The remote farmhouse in Snowdonia, which has been Snowdonbuild HQ for the last 6 days.
Most of the team, Bethan, Sam, Glyn, (PV Panels) Matt, Trystan, Suneil - and Ken behind the camera.
So we've nearly come to the end of the build session - and judging by the lack of bodies at 8:30am - it seems that last night might have been a late one!
Today is the day that we pull all the project threads together and put together a full system and documentation.
The "Bothy" extension to the farmhouse, which forms the accommodation and lab areas.
The team prepare to line-up for a final mug-shot by the solar PV panels.
Over the last few days we have built a solar PV monitoring system and used the Nanode to control a simple solar tracker.
Making full use of the popular wireless JeeNodes, Glyn and Trystan have incorporated the JeeNode wireless functionality into the Nanode, and also devised ways of configuring the Nanode from a web browser.
Sam has been looking at the server side of things, and found ways of making very efficient web pages from minimal amounts of served HTML.
Matt has been working on various drawings and artwork, which will be used on the new Nanode and openenergy websites, and throughout the documentation pages. Here's an example of a Nanode graphic that Matt has produced to help illustrate some of the Nanode documentation. As an attention to detail - the resistor colour codes are actually correct - Nice one Matt!
Suneil has built up a veroboard version of the solar PV measuring circuit, so that it can be plugged directly into the Nanode to make a simple demonstration board which anyone can copy.
And on the last day, I was mainly responsible for lunch - a real feast of porkchops and sausage casseroled in Strongbow Cider and Chardonnay - with mountains of potatoes and gravy.
Back Row. Suneil Tagore, Ken Boak, Matt Gaffen, Sam Carlisle.
Front Row Trystan Lea, Glyn Hudson (Photo: Bethan)

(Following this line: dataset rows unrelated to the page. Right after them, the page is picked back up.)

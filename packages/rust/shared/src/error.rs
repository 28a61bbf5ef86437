//! Error types for xport.
//!
//! Library crates use [`XportError`] via `thiserror`.
//! The CLI wraps this with `color-eyre` for rich diagnostics.
//!
//! Routine upstream shape variance (missing fields, unknown containers,
//! unknown media types) is never an error; it is absorbed by defaults.
//! Only configuration problems and filesystem failures surface here.

use std::path::PathBuf;

/// Top-level error type for all xport operations.
#[derive(Debug, thiserror::Error)]
pub enum XportError {
    /// Configuration loading or validation error.
    #[error("config error: {message}")]
    Config { message: String },

    /// The raw input document is not valid JSON.
    #[error("parse error: {message}")]
    Parse { message: String },

    /// Filesystem I/O error.
    #[error("I/O error at {path:?}: {source}")]
    Io {
        path: PathBuf,
        source: std::io::Error,
    },

    /// Corpus could not be serialized for writing.
    #[error("serialization error: {0}")]
    Serialize(String),

    /// Invalid invocation or data (e.g. input and output are the same file).
    #[error("validation error: {message}")]
    Validation { message: String },
}

/// Convenience alias used throughout the codebase.
pub type Result<T> = std::result::Result<T, XportError>;

impl XportError {
    /// Create a config error from any displayable message.
    pub fn config(msg: impl Into<String>) -> Self {
        Self::Config {
            message: msg.into(),
        }
    }

    /// Create a parse error from any displayable message.
    pub fn parse(msg: impl Into<String>) -> Self {
        Self::Parse {
            message: msg.into(),
        }
    }

    /// Create a validation error from any displayable message.
    pub fn validation(msg: impl Into<String>) -> Self {
        Self::Validation {
            message: msg.into(),
        }
    }

    /// Wrap a `std::io::Error` with a path for context.
    pub fn io(path: impl Into<PathBuf>, source: std::io::Error) -> Self {
        Self::Io {
            path: path.into(),
            source,
        }
    }
}

impl From<serde_json::Error> for XportError {
    fn from(err: serde_json::Error) -> Self {
        Self::Serialize(err.to_string())
    }
}
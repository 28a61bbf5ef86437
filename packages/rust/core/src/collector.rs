//! Locating timeline entries inside a raw response.
//!
//! Different endpoints wrap the same instruction list in different
//! containers. Containers are tried in priority order and the first one
//! that resolves to an instruction array wins, even an empty one.

use std::fmt;

use serde_json::Value;
use tracing::debug;

use crate::accessor::{self, Path, json_path};

/// Which upstream container the entries came from.
#[derive(Debug, Clone, Copy, PartialEq, Eq)]
pub enum TimelineKind {
    Bookmarks,
    Home,
    Generic,
}

impl fmt::Display for TimelineKind {
    fn fmt(&self, f: &mut fmt::Formatter<'_>) -> fmt::Result {
        let name = match self {
            Self::Bookmarks => "bookmark timeline",
            Self::Home => "home timeline",
            Self::Generic => "timeline",
        };
        f.write_str(name)
    }
}

/// Instruction containers in priority order.
pub const CONTAINERS: &[(TimelineKind, Path)] = &[
    (
        TimelineKind::Bookmarks,
        json_path!("data", "bookmark_timeline_v2", "timeline", "instructions"),
    ),
    (
        TimelineKind::Home,
        json_path!("data", "home", "home_timeline_urt", "instructions"),
    ),
    (
        TimelineKind::Generic,
        json_path!("data", "user", "result", "timeline", "timeline", "instructions"),
    ),
];

/// Keys under which one instruction may expose entries.
const ENTRY_LISTS: &[Path] = &[json_path!("entries"), json_path!("addEntries", "entries")];

/// Entries found in a document, borrowed from it.
#[derive(Debug, Default)]
pub struct CollectedEntries<'a> {
    /// Matched container, `None` if the shape was not recognized.
    pub kind: Option<TimelineKind>,
    pub entries: Vec<&'a Value>,
}

/// Find the instruction list of a document and flatten its entries.
pub fn collect_entries(document: &Value) -> CollectedEntries<'_> {
    let Some((kind, instructions)) = find_instructions(document) else {
        debug!("no known timeline container in document");
        return CollectedEntries::default();
    };

    let entries: Vec<&Value> = instructions
        .iter()
        .flat_map(|instruction| {
            ENTRY_LISTS
                .iter()
                .flat_map(move |list| accessor::array_or_empty(instruction, list))
        })
        .collect();

    debug!(
        %kind,
        instructions = instructions.len(),
        entries = entries.len(),
        "collected timeline entries"
    );

    CollectedEntries {
        kind: Some(kind),
        entries,
    }
}

fn find_instructions(document: &Value) -> Option<(TimelineKind, &[Value])> {
    CONTAINERS.iter().find_map(|(kind, container)| {
        accessor::array_at(document, container).map(|instructions| (*kind, instructions))
    })
}
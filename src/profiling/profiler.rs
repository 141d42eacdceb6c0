//! Chrome Trace ("flame style") profiling.
//!
//! Feature-gated with `--features profiling`.
//!
//! Usage:
//!   particle_store::profiling::init("profile/trace.json");
//!   {
//!     let _g = particle_store::profiling::span("rebuild/packed");
//!     // migrate and rebuild...
//!   }
//!   particle_store::profiling::shutdown();

use std::borrow::Cow;
use std::path::Path;

#[cfg(feature = "profiling")]
mod enabled {
    use std::fmt::Write as _;
    use std::path::PathBuf;
    use std::sync::atomic::{AtomicBool, AtomicU64, Ordering};
    use std::sync::{Mutex, OnceLock};
    use std::time::Instant;

    use super::*;

    /// A Chrome trace "complete event" (`ph:"X"`) or a thread-name
    /// metadata event (`ph:"M"`).
    #[derive(Debug)]
    enum TraceEvent {
        Complete {
            name: String,
            ts_us: u64,
            dur_us: u64,
            tid: u64,
            args: Vec<(String, Arg)>,
        },
        ThreadName {
            ts_us: u64,
            tid: u64,
            name: String,
        },
    }

    impl TraceEvent {
        fn render(&self, out: &mut String) {
            match self {
                TraceEvent::Complete {
                    name,
                    ts_us,
                    dur_us,
                    tid,
                    args,
                } => {
                    out.push_str("{\"name\":");
                    push_json_str(out, name);
                    let _ = write!(
                        out,
                        ",\"cat\":\"rebuild\",\"ph\":\"X\",\"ts\":{ts_us},\
                         \"dur\":{dur_us},\"pid\":1,\"tid\":{tid}"
                    );
                    if !args.is_empty() {
                        out.push_str(",\"args\":{");
                        for (i, (key, value)) in args.iter().enumerate() {
                            if i > 0 {
                                out.push(',');
                            }
                            push_json_str(out, key);
                            out.push(':');
                            value.render(out);
                        }
                        out.push('}');
                    }
                    out.push('}');
                }
                TraceEvent::ThreadName { ts_us, tid, name } => {
                    let _ = write!(
                        out,
                        "{{\"name\":\"thread_name\",\"ph\":\"M\",\"ts\":{ts_us},\
                         \"pid\":1,\"tid\":{tid},\"args\":{{\"name\":"
                    );
                    push_json_str(out, name);
                    out.push_str("}}");
                }
            }
        }
    }

    impl Arg {
        fn render(&self, out: &mut String) {
            match self {
                Arg::Str(s) => push_json_str(out, s),
                Arg::U64(v) => {
                    let _ = write!(out, "{v}");
                }
                Arg::I64(v) => {
                    let _ = write!(out, "{v}");
                }
                // NaN and infinities are not valid JSON numbers.
                Arg::F64(v) if v.is_finite() => {
                    let _ = write!(out, "{v}");
                }
                Arg::F64(v) => push_json_str(out, &v.to_string()),
                Arg::Bool(v) => out.push_str(if *v { "true" } else { "false" }),
            }
        }
    }

    fn push_json_str(out: &mut String, s: &str) {
        out.push('"');
        for ch in s.chars() {
            match ch {
                '"' | '\\' => {
                    out.push('\\');
                    out.push(ch);
                }
                '\n' => out.push_str("\\n"),
                '\r' => out.push_str("\\r"),
                '\t' => out.push_str("\\t"),
                c if (c as u32) < 0x20 => {
                    let _ = write!(out, "\\u{:04x}", c as u32);
                }
                c => out.push(c),
            }
        }
        out.push('"');
    }

    struct ProfilerState {
        start: Instant,
        out_path: PathBuf,
        is_on: AtomicBool,
        events: Mutex<Vec<TraceEvent>>,
    }

    static STATE: OnceLock<ProfilerState> = OnceLock::new();
    static NEXT_TID: AtomicU64 = AtomicU64::new(1);

    thread_local! {
        static TID: u64 = NEXT_TID.fetch_add(1, Ordering::Relaxed);
    }

    fn tid() -> u64 {
        TID.with(|t| *t)
    }

    /// Initialize the profiler and set the output path.
    pub fn init<P: AsRef<Path>>(path: P) {
        let _ = STATE.set(ProfilerState {
            start: Instant::now(),
            out_path: path.as_ref().to_path_buf(),
            is_on: AtomicBool::new(true),
            events: Mutex::new(Vec::new()),
        });
    }

    /// Shut down the profiler and write the Chrome Trace JSON.
    pub fn shutdown() {
        if let Some(st) = STATE.get() {
            // Stop accepting new events; spans already in flight may still push.
            st.is_on.store(false, Ordering::Release);

            if let Err(e) = write_trace_file(st) {
                eprintln!("profiling::shutdown failed to write trace: {e}");
            }
        }
    }

    fn write_trace_file(st: &ProfilerState) -> std::io::Result<()> {
        let events = {
            let mut guard = st.events.lock().unwrap_or_else(|e| e.into_inner());
            std::mem::take(&mut *guard)
        };

        let mut body = String::with_capacity(events.len() * 96 + 32);
        body.push_str("{\"traceEvents\":[");
        for (i, ev) in events.iter().enumerate() {
            if i > 0 {
                body.push(',');
            }
            ev.render(&mut body);
        }
        body.push_str("]}");

        if let Some(parent) = st.out_path.parent() {
            std::fs::create_dir_all(parent)?;
        }
        std::fs::write(&st.out_path, body)
    }

    fn push_event(ev: TraceEvent) {
        if let Some(st) = STATE.get() {
            if st.is_on.load(Ordering::Acquire) {
                st.events
                    .lock()
                    .unwrap_or_else(|e| e.into_inner())
                    .push(ev);
            }
        }
    }

    /// Assign a human-friendly thread name (shown in Perfetto/Chrome tracing).
    pub fn thread_name(name: impl Into<String>) {
        let st = match STATE.get() {
            Some(s) => s,
            None => return,
        };
        push_event(TraceEvent::ThreadName {
            ts_us: st.start.elapsed().as_micros() as u64,
            tid: tid(),
            name: name.into(),
        });
    }

    /// Create a profiling span.
    pub fn span(name: impl Into<super::SpanName>) -> SpanGuard {
        let open = STATE
            .get()
            .filter(|st| st.is_on.load(Ordering::Acquire))
            .map(|st| OpenSpan {
                name: name.into().0.into_owned(),
                ts0: st.start.elapsed().as_micros() as u64,
                tid: tid(),
                args: Vec::new(),
            });
        SpanGuard(open)
    }

    struct OpenSpan {
        name: String,
        ts0: u64,
        tid: u64,
        args: Vec<(String, Arg)>,
    }

    /// A RAII guard that records a Chrome Trace complete event on drop.
    ///
    /// Holds `None` when the profiler is uninitialized or already shut
    /// down, in which case drop is a no-op.
    pub struct SpanGuard(Option<OpenSpan>);

    impl SpanGuard {
        /// Attach an argument to this span (builder-style).
        #[inline]
        pub fn arg(mut self, key: impl Into<String>, value: Arg) -> Self {
            if let Some(open) = self.0.as_mut() {
                open.args.push((key.into(), value));
            }
            self
        }
    }

    impl Drop for SpanGuard {
        fn drop(&mut self) {
            let open = match self.0.take() {
                Some(open) => open,
                None => return,
            };
            let end = match STATE.get() {
                Some(st) => st.start.elapsed().as_micros() as u64,
                None => return,
            };
            push_event(TraceEvent::Complete {
                name: open.name,
                ts_us: open.ts0,
                dur_us: end.saturating_sub(open.ts0),
                tid: open.tid,
                args: open.args,
            });
        }
    }
}

#[cfg(not(feature = "profiling"))]
mod disabled {
    use super::*;

    /// Initialize profiler (no-op when profiling is disabled).
    #[inline]
    pub fn init<P: AsRef<Path>>(_path: P) {}

    /// Shut down profiler (no-op).
    #[inline]
    pub fn shutdown() {}

    /// Set thread name (no-op).
    #[inline]
    pub fn thread_name(_name: impl Into<String>) {}

    /// Create profiling span (no-op).
    #[inline]
    pub fn span(_name: impl Into<super::SpanName>) -> SpanGuard {
        SpanGuard
    }

    /// No-op span guard.
    pub struct SpanGuard;

    impl SpanGuard {
        /// Attach an argument to this span (builder-style; no-op).
        #[inline]
        pub fn arg(self, _key: impl Into<String>, _value: Arg) -> Self {
            self
        }
    }
}

// ─────────────────────────────────────────────────────────────────────────────
// Public API surface (stable regardless of feature flag)
// ─────────────────────────────────────────────────────────────────────────────

/// A span name; accepts `&'static str`, `String`, or `Cow<'static, str>`.
pub struct SpanName(pub Cow<'static, str>);

impl From<&'static str> for SpanName {
    fn from(s: &'static str) -> Self {
        SpanName(Cow::Borrowed(s))
    }
}
impl From<String> for SpanName {
    fn from(s: String) -> Self {
        SpanName(Cow::Owned(s))
    }
}
impl From<Cow<'static, str>> for SpanName {
    fn from(s: Cow<'static, str>) -> Self {
        SpanName(s)
    }
}

/// Argument value for profiling spans.
///
/// Serialized into the `args` field of Chrome Trace events and inspectable
/// in Perfetto or `chrome://tracing`.
#[derive(Debug)]
pub enum Arg {
    /// UTF-8 string value.
    Str(String),

    /// Unsigned 64-bit integer value.
    U64(u64),

    /// Signed 64-bit integer value.
    I64(i64),

    /// 64-bit floating-point value.
    F64(f64),

    /// Boolean value.
    Bool(bool),
}

// Re-export correct backend
#[cfg(feature = "profiling")]
pub use enabled::SpanGuard;

#[cfg(not(feature = "profiling"))]
pub use disabled::SpanGuard;

#[cfg(feature = "profiling")]
pub use enabled::{init, shutdown, span, thread_name};

#[cfg(not(feature = "profiling"))]
pub use disabled::{init, shutdown, span, thread_name};
//! Global attribute registry.
//!
//! Particle attributes (position, velocity, charge, ...) are declared once at
//! startup by registering their Rust type. Each registered type receives a
//! stable compact [`AttributeId`] together with a factory that allocates a
//! zero-initialized type-erased column of a given capacity. Containers then
//! describe their schema as an [`AttributeSet`] of registered ids and build
//! their column storage through the registry.
//!
//! ## Lifecycle
//! 1. `register_attribute::<T>()` for every attribute type the program uses.
//! 2. `freeze_attributes()` — after this, registration fails with
//!    [`RegistryError::Frozen`].
//! 3. Containers are created; each looks up ids via `attribute_id_of::<T>()`
//!    and allocates columns via `make_column`.
//!
//! Registration is idempotent per type: registering the same `T` twice
//! returns the same id. The registry lives in a process-wide
//! `OnceLock<RwLock<..>>`.

use std::any::{type_name, TypeId};
use std::sync::{OnceLock, RwLock};

use crate::core::column::{Column, TypeErasedColumn};
use crate::core::error::{RegistryError, StoreResult};
use crate::core::types::{AttributeId, ATTRIBUTE_CAP};

/// Metadata recorded for each registered attribute kind.
#[derive(Clone, Copy, Debug)]
pub struct AttributeDesc {
    /// Compact runtime id.
    pub id: AttributeId,

    /// Rust type name, for diagnostics.
    pub name: &'static str,

    /// `TypeId` of the element type.
    pub type_id: TypeId,

    /// `size_of::<T>()`.
    pub size: usize,

    /// `align_of::<T>()`.
    pub align: usize,
}

type ColumnFactory = fn(usize) -> Box<dyn TypeErasedColumn>;

struct Registry {
    descs: Vec<AttributeDesc>,
    factories: Vec<ColumnFactory>,
    frozen: bool,
}

impl Registry {
    fn new() -> Self {
        Self {
            descs: Vec::new(),
            factories: Vec::new(),
            frozen: false,
        }
    }

    fn lookup(&self, type_id: TypeId) -> Option<AttributeId> {
        self.descs
            .iter()
            .find(|d| d.type_id == type_id)
            .map(|d| d.id)
    }
}

fn registry() -> &'static RwLock<Registry> {
    static REGISTRY: OnceLock<RwLock<Registry>> = OnceLock::new();
    REGISTRY.get_or_init(|| RwLock::new(Registry::new()))
}

fn make_column_of<T>(capacity: usize) -> Box<dyn TypeErasedColumn>
where
    T: Copy + Default + Send + Sync + 'static,
{
    Box::new(Column::<T>::new(capacity))
}

/// Registers `T` as an attribute kind and returns its id.
///
/// Idempotent: a second registration of the same type returns the id
/// assigned the first time. Fails once the registry is frozen or full.
pub fn register_attribute<T>() -> StoreResult<AttributeId>
where
    T: Copy + Default + Send + Sync + 'static,
{
    let mut reg = registry().write().unwrap_or_else(|e| e.into_inner());

    if let Some(id) = reg.lookup(TypeId::of::<T>()) {
        return Ok(id);
    }
    if reg.frozen {
        return Err(RegistryError::Frozen.into());
    }
    if reg.descs.len() >= ATTRIBUTE_CAP {
        return Err(RegistryError::CapacityExceeded.into());
    }

    let id = reg.descs.len() as AttributeId;
    reg.descs.push(AttributeDesc {
        id,
        name: type_name::<T>(),
        type_id: TypeId::of::<T>(),
        size: std::mem::size_of::<T>(),
        align: std::mem::align_of::<T>(),
    });
    reg.factories.push(make_column_of::<T>);
    Ok(id)
}

/// Locks the registry. Subsequent registrations of new types fail.
pub fn freeze_attributes() {
    let mut reg = registry().write().unwrap_or_else(|e| e.into_inner());
    reg.frozen = true;
}

/// Looks up the id previously assigned to `T`.
pub fn attribute_id_of<T>() -> StoreResult<AttributeId>
where
    T: 'static,
{
    let reg = registry().read().unwrap_or_else(|e| e.into_inner());
    reg.lookup(TypeId::of::<T>())
        .ok_or_else(|| RegistryError::Unregistered(type_name::<T>()).into())
}

/// Returns the recorded metadata for `id`, if registered.
pub fn attribute_description(id: AttributeId) -> Option<AttributeDesc> {
    let reg = registry().read().unwrap_or_else(|e| e.into_inner());
    reg.descs.get(id as usize).copied()
}

/// Allocates a zero-initialized type-erased column for attribute `id`.
pub fn make_column(id: AttributeId, capacity: usize) -> StoreResult<Box<dyn TypeErasedColumn>> {
    let reg = registry().read().unwrap_or_else(|e| e.into_inner());
    let factory = reg
        .factories
        .get(id as usize)
        .ok_or(RegistryError::Unregistered("<unknown attribute id>"))?;
    Ok(factory(capacity))
}
//! Shared rebuild machinery and the container trait.
//!
//! Both layouts rebuild through the same phase skeleton:
//!
//! 1. **validate** — every precondition is checked before any mutation;
//! 2. **count** — parallel atomic tally of particles per element;
//! 3. **scan** — exclusive prefix sum of counts into range offsets
//!    (layout-specific padding happens here);
//! 4. **scatter-existing** — surviving particles claim destination slots
//!    through an atomic [`RowCursor`] and copy into a freshly allocated
//!    column set;
//! 5. **scatter-incoming** — the incoming batch claims slots through the
//!    *same* cursor, so the two scatters compose without collisions;
//! 6. **commit** — the fully built layout value replaces the old one in a
//!    single assignment.
//!
//! Each phase is a single parallel-for; the join at the end of each
//! `par_iter` is the inter-phase barrier. Slot assignment order within a
//! phase is nondeterministic, and nothing here depends on it.

use std::sync::atomic::{AtomicI32, Ordering};

use rayon::prelude::*;

use crate::core::column::ColumnSet;
use crate::core::error::{
    ElementOutOfRangeError, LengthMismatchError, RebuildError, StoreResult,
};
use crate::core::types::{AttributeSet, ElementId, SlotId, SENTINEL};

// ─────────────────────────── input validation ───────────────────────────

/// Checks a migration target array: correct length, every entry `-1` or a
/// valid element index. Runs before any storage mutation.
pub(crate) fn validate_targets(
    targets: &[ElementId],
    expected_len: usize,
    num_elems: usize,
) -> Result<(), RebuildError> {
    if targets.len() != expected_len {
        return Err(LengthMismatchError {
            what: "target_element",
            expected: expected_len,
            actual: targets.len(),
        }
        .into());
    }
    for (index, &element) in targets.iter().enumerate() {
        if element != SENTINEL && !(0..num_elems as ElementId).contains(&element) {
            return Err(ElementOutOfRangeError {
                what: "target_element",
                index,
                element,
                num_elems,
            }
            .into());
        }
    }
    Ok(())
}

/// Checks an incoming batch: element array and data block agree in length,
/// and every incoming particle names a real element (`-1` is invalid here).
pub(crate) fn validate_incoming(
    incoming_element: &[ElementId],
    incoming_data: &ColumnSet,
    num_elems: usize,
) -> Result<(), RebuildError> {
    if incoming_data.capacity() != incoming_element.len() {
        return Err(LengthMismatchError {
            what: "incoming_data",
            expected: incoming_element.len(),
            actual: incoming_data.capacity(),
        }
        .into());
    }
    for (index, &element) in incoming_element.iter().enumerate() {
        if !(0..num_elems as ElementId).contains(&element) {
            return Err(ElementOutOfRangeError {
                what: "incoming_element",
                index,
                element,
                num_elems,
            }
            .into());
        }
    }
    Ok(())
}

// ───────────────────────────── count / scan ─────────────────────────────

/// Allocates a zeroed atomic counter array of `num_elems` entries.
pub(crate) fn zeroed_counts(num_elems: usize) -> Vec<AtomicI32> {
    std::iter::repeat_with(|| AtomicI32::new(0))
        .take(num_elems)
        .collect()
}

/// Parallel per-element tally: one increment per non-sentinel entry.
pub(crate) fn tally(counts: &[AtomicI32], elements: &[ElementId]) {
    elements.par_iter().for_each(|&element| {
        if element != SENTINEL {
            counts[element as usize].fetch_add(1, Ordering::Relaxed);
        }
    });
}

/// Snapshots atomic counters into a plain vector once counting is done.
pub(crate) fn snapshot_counts(counts: &[AtomicI32]) -> Vec<i32> {
    counts.iter().map(|c| c.load(Ordering::Relaxed)).collect()
}

/// Exclusive prefix sum. `offsets[i]` is the first slot of range `i`;
/// `offsets[n]` is the total. Always monotonically non-decreasing.
pub(crate) fn exclusive_scan(counts: &[i32]) -> Vec<SlotId> {
    let mut offsets = Vec::with_capacity(counts.len() + 1);
    let mut total: SlotId = 0;
    offsets.push(0);
    for &count in counts {
        total += count;
        offsets.push(total);
    }
    offsets
}

// ───────────────────────────── row cursor ─────────────────────────────

/// Atomic slot-allocation cursor, one counter per destination range.
///
/// Initialized to each range's start offset. [`claim`](Self::claim) is an
/// atomic fetch-and-increment, so concurrent claims on the same range
/// receive distinct consecutive slots. Correct counting guarantees a cursor
/// never runs past its range end.
pub(crate) struct RowCursor {
    next: Vec<AtomicI32>,
}

impl RowCursor {
    /// Builds a cursor from per-range start offsets (`offsets[..n]`).
    pub(crate) fn from_starts(starts: &[SlotId]) -> Self {
        Self {
            next: starts.iter().map(|&s| AtomicI32::new(s)).collect(),
        }
    }

    /// Claims the next free slot in range `row`.
    #[inline]
    pub(crate) fn claim(&self, row: usize) -> SlotId {
        self.next[row].fetch_add(1, Ordering::Relaxed)
    }
}

/// Builds a destination map by claiming one slot per non-sentinel entry.
///
/// `row_of` maps an element to its destination range index (identity for
/// the packed layout, the sigma-sorted row for the chunked layout). Entries
/// with a `-1` target receive a `-1` destination.
pub(crate) fn claim_destinations<F>(
    targets: &[ElementId],
    cursor: &RowCursor,
    row_of: F,
) -> Vec<SlotId>
where
    F: Fn(ElementId) -> usize + Sync,
{
    targets
        .par_iter()
        .map(|&element| {
            if element == SENTINEL {
                SENTINEL as SlotId
            } else {
                cursor.claim(row_of(element))
            }
        })
        .collect()
}

// ───────────────────────────── container trait ─────────────────────────────

/// External surface shared by both particle containers.
///
/// Readers observe either the entire pre-rebuild state or the entire
/// post-rebuild state; `rebuild` commits by replacing the layout value in
/// one assignment, never by piecemeal mutation.
pub trait ParticleStore {
    /// Number of mesh elements the container is indexed by.
    fn num_elements(&self) -> usize;

    /// Number of live particles (occupied slots).
    fn num_particles(&self) -> usize;

    /// Total slot capacity, padding included.
    fn capacity(&self) -> usize;

    /// The attribute schema of the column storage.
    fn attributes(&self) -> AttributeSet;

    /// Shared view of the column storage.
    fn data(&self) -> &ColumnSet;

    /// Exclusive view of the column storage, for writing attribute values
    /// into occupied slots between rebuilds.
    fn data_mut(&mut self) -> &mut ColumnSet;

    /// Visits every slot as `(element, slot, occupied)`.
    ///
    /// Packed containers visit occupied slots only; chunked containers also
    /// visit padding lanes with `occupied == false`.
    fn for_each_slot(&self, visit: &mut dyn FnMut(ElementId, SlotId, bool));

    /// Restores the element-grouped storage property after migration.
    ///
    /// `target_element[i]` is slot `i`'s new element, or `-1` to remove the
    /// particle. `incoming_element` and `incoming_data` describe particles
    /// entering this container; an incoming target must name a real
    /// element. On a precondition error the container is unchanged.
    fn rebuild(
        &mut self,
        target_element: &[ElementId],
        incoming_element: &[ElementId],
        incoming_data: &ColumnSet,
    ) -> StoreResult<()>;
}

In all, we had six developers working on collaborative openenergy and Nanode hardware and software projects for the best part of five full days, and two half days. At times the development work continued to 5am (Sam holds the endurance record) and restarted at 7:30am.
The outcome of the exercise is a strong development team with a wide variety of skills and expertise - who have proven that they can work together efficiently on exciting open source energy projects. I hope that the Snowdonbuild 2 is the first of many such collaborations.